# WHAT TO WORK ON:
Take every line from the listing below that includes "with" and copy it.
*** Opening of TASK INPUTS ***
//! YAML recipes: a built-in base recipe plus a declarative patch.
//!
//! ```yaml
//! base: l1
//! description: l1 without a validator and with a host reth
//! recipe:
//!   validator:
//!     remove: true
//!   el:
//!     services:
//!       el:
//!         host_path: /usr/local/bin/reth
//! ```
//!
//! Removals are applied first. Every surviving service is then scrubbed of
//! references to services that no longer exist: `depends_on` and `node_refs`
//! entries go, env values referencing them go, and an arg referencing one is
//! dropped together with the flag token right before it.

use crate::recipes::find_recipe;
use crate::{Error, FlagSet, Recipe, RecipeContext, Result};
use indexmap::IndexMap;
use playground_artifacts::ArtifactsBuilder;
use playground_manifest::template::references_service;
use playground_manifest::{
    ComponentTree, DependsOn, DependsOnCondition, Manifest, Output, Protocol, ReadyCheck, Release,
    Service, Volume, duration,
};
use serde::Deserialize;
use std::collections::{BTreeMap, HashSet};
use std::path::{Path, PathBuf};
use std::sync::Arc;
use tracing::{debug, info, warn};

/// Prefix of a `files` value naming a generated artifact
pub const ARTIFACT_PREFIX: &str = "artifact:";

/// Parsed YAML recipe document
#[derive(Debug, Clone, Default, Deserialize)]
#[serde(deny_unknown_fields)]
pub struct RecipeFile {
    /// Built-in recipe to patch
    pub base: String,
    /// Description shown instead of the base recipe's
    #[serde(default)]
    pub description: Option<String>,
    /// Component name to patch
    #[serde(default)]
    pub recipe: Option<IndexMap<String, ComponentPatch>>,
}

/// Patch of one component
#[derive(Debug, Clone, Default, Deserialize)]
#[serde(deny_unknown_fields)]
pub struct ComponentPatch {
    /// Remove the component and everything below it
    #[serde(default)]
    pub remove: bool,
    /// Service name to patch
    #[serde(default)]
    pub services: Option<IndexMap<String, ServicePatch>>,
}

/// Port number, optionally suffixed with `/udp` or `/tcp`
#[derive(Debug, Clone, Deserialize)]
#[serde(untagged)]
pub enum PortSpec {
    /// Bare TCP port
    Number(u16),
    /// `8545`, `30303/udp`
    Text(String),
}

impl PortSpec {
    fn parse(&self) -> Result<(u16, Protocol)> {
        match self {
            PortSpec::Number(n) => Ok((*n, Protocol::Tcp)),
            PortSpec::Text(s) => {
                let (num, protocol) = match s.split_once('/') {
                    Some((num, "udp")) => (num, Protocol::Udp),
                    Some((num, "tcp")) | Some((num, "")) => (num, Protocol::Tcp),
                    Some((_, other)) => {
                        return Err(Error::Override(format!("unknown protocol '{}' in port '{}'", other, s)));
                    }
                    None => (s.as_str(), Protocol::Tcp),
                };
                let port = num
                    .trim()
                    .parse()
                    .map_err(|_| Error::Override(format!("invalid port '{}'", s)))?;
                Ok((port, protocol))
            }
        }
    }
}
*** Close of TASK INPUTS ***
# RESULT:
//! description: l1 without a validator and with a host reth
//! dropped together with the flag token right before it.
/// Port number, optionally suffixed with `/udp` or `/tcp`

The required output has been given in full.